= EXERCISE DIRECTIONS =
Lines in the listing below that include the word "writer" need to be copied.

= RECORDS SHOWN =
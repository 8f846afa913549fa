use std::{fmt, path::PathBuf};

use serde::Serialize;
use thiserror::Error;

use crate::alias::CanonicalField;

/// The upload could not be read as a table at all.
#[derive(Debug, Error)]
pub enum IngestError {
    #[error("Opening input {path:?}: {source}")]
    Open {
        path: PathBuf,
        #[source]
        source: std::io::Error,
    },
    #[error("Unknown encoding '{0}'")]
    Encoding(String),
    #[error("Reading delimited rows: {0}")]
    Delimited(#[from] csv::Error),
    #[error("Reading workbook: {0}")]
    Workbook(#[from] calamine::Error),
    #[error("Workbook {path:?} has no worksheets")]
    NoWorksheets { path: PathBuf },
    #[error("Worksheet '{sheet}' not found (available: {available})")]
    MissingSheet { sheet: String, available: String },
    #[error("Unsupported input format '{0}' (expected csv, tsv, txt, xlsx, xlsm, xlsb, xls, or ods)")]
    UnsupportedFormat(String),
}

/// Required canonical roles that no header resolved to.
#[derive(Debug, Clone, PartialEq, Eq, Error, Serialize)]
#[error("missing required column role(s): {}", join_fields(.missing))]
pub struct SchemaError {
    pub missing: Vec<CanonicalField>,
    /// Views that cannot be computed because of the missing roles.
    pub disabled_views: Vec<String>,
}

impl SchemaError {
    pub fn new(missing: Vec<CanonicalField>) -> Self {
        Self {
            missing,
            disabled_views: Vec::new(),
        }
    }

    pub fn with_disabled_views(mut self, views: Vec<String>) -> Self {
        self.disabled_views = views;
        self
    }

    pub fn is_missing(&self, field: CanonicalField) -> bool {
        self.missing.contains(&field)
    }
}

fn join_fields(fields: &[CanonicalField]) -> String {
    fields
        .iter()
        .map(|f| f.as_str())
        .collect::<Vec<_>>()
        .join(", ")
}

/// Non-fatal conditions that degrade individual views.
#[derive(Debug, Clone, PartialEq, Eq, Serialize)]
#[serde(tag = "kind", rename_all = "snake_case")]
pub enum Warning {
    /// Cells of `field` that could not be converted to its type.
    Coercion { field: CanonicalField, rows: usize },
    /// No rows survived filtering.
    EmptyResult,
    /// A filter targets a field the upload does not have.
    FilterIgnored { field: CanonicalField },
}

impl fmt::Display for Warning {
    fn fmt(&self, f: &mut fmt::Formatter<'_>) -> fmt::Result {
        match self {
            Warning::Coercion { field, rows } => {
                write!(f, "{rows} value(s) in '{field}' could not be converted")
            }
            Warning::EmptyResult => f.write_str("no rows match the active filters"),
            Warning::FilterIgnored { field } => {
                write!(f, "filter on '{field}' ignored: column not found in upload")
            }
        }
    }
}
* * *
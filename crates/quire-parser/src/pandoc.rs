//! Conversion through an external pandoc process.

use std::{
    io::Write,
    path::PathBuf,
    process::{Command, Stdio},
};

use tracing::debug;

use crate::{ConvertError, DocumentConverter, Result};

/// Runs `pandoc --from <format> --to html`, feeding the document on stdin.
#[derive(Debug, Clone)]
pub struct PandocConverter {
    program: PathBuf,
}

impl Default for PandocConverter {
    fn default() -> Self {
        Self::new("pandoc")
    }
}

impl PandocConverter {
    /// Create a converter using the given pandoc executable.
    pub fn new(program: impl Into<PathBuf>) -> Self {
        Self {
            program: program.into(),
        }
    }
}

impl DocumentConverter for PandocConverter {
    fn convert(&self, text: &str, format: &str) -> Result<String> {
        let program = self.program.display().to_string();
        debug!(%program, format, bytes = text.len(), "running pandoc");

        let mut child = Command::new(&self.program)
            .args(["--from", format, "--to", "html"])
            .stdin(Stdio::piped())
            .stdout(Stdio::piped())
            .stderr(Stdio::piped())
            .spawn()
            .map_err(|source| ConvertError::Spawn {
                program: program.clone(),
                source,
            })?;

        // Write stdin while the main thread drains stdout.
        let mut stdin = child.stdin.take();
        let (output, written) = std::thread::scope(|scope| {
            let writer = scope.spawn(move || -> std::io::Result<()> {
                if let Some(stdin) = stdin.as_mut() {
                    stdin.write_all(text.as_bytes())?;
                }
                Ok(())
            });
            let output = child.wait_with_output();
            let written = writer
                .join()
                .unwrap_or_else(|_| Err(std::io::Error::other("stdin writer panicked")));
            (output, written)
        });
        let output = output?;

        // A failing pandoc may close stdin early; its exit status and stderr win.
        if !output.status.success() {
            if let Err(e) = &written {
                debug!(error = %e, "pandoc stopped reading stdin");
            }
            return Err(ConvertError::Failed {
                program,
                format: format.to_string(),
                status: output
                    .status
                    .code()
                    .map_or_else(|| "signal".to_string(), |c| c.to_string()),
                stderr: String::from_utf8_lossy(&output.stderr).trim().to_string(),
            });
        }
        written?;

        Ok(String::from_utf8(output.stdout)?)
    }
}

= SOLUTION FOR THIS TASK =
            let writer = scope.spawn(move || -> std::io::Result<()> {
            let written = writer
                .unwrap_or_else(|_| Err(std::io::Error::other("stdin writer panicked")));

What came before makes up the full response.